*WHAT IS BEING ASKED*. Your reply should be made up of every line in the records below that holds the string "unavailable".

*AVAILABLE RECORDS*.
☆ ☆ ☆ ☆ ☆ ☆ ☆

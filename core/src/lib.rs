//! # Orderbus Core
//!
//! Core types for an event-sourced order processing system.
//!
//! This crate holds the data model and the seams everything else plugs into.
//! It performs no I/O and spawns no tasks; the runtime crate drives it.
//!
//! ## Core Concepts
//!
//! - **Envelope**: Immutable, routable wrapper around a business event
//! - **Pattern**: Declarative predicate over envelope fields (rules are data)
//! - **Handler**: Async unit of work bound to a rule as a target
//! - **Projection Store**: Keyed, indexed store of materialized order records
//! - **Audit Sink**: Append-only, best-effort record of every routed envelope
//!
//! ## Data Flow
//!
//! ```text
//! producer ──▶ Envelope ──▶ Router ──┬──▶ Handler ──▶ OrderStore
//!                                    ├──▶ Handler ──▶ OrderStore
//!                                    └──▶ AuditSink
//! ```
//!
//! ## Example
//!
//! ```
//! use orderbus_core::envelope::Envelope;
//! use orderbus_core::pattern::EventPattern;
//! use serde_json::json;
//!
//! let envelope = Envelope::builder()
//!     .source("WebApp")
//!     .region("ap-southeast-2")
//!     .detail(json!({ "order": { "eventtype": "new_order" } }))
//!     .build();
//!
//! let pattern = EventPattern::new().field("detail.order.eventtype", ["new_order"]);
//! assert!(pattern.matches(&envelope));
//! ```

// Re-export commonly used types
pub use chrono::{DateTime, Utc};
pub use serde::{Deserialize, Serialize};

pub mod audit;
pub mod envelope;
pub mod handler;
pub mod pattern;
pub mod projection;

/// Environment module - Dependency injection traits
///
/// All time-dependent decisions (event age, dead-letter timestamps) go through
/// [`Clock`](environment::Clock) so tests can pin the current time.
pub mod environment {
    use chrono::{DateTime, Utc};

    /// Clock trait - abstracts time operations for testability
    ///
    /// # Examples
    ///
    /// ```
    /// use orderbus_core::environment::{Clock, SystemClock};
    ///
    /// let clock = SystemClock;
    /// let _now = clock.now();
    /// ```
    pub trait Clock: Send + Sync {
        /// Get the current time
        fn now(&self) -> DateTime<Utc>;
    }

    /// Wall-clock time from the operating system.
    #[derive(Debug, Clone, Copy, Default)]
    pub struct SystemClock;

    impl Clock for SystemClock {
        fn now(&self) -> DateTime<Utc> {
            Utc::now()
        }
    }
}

☆ ☆ ☆ ☆ ☆ ☆ ☆

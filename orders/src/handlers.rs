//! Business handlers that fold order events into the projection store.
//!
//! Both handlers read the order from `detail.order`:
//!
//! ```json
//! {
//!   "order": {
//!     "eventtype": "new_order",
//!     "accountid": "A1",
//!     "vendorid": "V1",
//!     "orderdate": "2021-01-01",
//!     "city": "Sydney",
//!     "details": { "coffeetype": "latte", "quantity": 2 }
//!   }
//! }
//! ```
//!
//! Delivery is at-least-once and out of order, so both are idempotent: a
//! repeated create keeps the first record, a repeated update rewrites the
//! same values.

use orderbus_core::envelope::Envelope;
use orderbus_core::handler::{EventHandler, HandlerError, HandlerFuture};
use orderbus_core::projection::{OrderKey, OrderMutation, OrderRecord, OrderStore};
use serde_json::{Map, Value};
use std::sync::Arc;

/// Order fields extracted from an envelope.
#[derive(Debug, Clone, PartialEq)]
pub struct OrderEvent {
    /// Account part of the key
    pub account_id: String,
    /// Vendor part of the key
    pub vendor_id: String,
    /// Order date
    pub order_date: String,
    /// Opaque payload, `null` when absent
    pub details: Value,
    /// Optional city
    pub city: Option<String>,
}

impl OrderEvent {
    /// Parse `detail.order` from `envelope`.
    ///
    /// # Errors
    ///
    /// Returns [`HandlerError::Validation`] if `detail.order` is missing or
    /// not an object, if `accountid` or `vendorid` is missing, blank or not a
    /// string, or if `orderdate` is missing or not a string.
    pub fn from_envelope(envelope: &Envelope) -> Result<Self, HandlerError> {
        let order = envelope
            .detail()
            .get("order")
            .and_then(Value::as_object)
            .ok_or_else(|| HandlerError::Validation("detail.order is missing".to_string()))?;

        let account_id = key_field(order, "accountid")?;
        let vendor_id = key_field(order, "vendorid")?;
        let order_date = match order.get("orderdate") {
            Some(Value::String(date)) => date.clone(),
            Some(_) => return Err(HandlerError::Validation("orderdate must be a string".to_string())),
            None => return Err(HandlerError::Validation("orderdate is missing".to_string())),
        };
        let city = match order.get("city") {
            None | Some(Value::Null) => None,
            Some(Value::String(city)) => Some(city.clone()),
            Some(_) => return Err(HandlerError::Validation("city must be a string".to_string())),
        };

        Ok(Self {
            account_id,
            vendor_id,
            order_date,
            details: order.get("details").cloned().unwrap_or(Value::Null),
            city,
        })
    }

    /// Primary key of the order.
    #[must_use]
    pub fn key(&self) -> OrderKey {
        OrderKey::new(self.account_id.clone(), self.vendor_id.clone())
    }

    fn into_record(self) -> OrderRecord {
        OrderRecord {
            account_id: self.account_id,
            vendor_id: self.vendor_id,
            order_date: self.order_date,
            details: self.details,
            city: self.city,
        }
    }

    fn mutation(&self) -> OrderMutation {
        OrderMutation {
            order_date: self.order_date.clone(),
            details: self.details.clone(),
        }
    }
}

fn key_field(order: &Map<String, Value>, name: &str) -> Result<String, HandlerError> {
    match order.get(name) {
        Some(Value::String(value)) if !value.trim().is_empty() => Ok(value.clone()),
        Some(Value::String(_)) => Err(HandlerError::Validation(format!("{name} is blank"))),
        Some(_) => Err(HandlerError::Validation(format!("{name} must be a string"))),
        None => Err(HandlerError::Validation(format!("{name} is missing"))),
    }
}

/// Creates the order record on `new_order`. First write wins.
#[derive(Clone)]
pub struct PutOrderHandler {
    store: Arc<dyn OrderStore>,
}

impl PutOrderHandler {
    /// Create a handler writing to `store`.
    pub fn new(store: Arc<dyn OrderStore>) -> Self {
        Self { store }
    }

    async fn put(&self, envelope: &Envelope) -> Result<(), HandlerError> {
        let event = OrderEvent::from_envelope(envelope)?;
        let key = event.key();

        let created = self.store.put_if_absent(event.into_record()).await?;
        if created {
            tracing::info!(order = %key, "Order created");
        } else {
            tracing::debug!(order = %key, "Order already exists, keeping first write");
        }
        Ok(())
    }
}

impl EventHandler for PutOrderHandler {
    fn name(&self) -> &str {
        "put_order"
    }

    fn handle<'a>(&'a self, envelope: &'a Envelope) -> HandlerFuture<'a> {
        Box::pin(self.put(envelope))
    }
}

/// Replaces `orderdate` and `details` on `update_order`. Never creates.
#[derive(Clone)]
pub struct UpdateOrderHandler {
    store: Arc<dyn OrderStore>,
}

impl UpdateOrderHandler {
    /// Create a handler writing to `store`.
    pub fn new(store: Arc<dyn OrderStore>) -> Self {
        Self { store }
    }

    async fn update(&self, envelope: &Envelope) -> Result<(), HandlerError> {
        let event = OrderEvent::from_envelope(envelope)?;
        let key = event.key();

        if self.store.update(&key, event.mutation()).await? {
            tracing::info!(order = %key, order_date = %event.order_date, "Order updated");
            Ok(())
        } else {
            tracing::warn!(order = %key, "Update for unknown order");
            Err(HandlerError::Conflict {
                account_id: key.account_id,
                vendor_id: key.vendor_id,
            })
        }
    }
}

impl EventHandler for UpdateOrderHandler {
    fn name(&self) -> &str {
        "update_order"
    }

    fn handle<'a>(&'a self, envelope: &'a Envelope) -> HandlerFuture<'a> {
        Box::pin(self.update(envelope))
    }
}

☆ ☆ ☆ ☆ ☆ ☆ ☆

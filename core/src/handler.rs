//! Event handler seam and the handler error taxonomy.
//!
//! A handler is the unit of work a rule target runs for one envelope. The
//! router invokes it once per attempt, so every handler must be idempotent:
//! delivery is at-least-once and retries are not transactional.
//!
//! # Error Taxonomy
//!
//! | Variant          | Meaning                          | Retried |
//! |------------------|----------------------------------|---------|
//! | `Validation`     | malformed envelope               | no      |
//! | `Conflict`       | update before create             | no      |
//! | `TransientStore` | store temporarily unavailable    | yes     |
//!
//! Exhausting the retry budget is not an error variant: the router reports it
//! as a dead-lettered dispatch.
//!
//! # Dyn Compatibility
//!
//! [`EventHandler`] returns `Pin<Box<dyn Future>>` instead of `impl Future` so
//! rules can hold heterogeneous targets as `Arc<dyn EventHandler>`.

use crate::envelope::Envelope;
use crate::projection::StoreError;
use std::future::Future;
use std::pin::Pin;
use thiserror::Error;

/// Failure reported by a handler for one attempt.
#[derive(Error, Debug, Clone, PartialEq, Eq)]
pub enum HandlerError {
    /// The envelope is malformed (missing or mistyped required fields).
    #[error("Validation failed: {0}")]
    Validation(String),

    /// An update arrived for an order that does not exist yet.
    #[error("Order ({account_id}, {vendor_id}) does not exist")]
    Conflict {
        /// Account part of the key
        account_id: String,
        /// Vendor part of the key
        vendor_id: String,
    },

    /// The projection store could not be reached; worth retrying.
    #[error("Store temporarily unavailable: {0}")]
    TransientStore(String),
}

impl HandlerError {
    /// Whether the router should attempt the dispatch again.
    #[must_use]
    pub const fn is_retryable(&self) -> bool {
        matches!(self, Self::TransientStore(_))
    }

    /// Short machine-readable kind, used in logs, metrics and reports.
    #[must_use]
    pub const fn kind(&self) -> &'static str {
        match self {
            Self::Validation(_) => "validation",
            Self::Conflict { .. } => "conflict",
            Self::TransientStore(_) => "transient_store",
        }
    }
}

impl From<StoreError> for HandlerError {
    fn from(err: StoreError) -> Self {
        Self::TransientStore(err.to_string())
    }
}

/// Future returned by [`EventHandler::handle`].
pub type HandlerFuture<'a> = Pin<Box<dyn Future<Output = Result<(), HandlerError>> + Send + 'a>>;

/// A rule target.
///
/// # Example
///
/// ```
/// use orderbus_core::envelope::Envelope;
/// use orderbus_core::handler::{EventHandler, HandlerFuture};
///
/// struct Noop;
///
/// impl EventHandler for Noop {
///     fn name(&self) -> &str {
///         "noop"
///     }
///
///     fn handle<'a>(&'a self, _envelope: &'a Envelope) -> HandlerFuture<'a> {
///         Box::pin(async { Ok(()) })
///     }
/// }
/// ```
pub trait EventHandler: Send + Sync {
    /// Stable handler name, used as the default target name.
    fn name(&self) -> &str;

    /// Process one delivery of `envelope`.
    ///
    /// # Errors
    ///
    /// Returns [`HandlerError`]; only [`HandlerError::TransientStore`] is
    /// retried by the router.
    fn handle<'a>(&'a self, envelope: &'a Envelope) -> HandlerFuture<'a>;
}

☆ ☆ ☆ ☆ ☆ ☆ ☆

*SOLVED EXERCISE*.
//! | `TransientStore` | store temporarily unavailable    | yes     |
    #[error("Store temporarily unavailable: {0}")]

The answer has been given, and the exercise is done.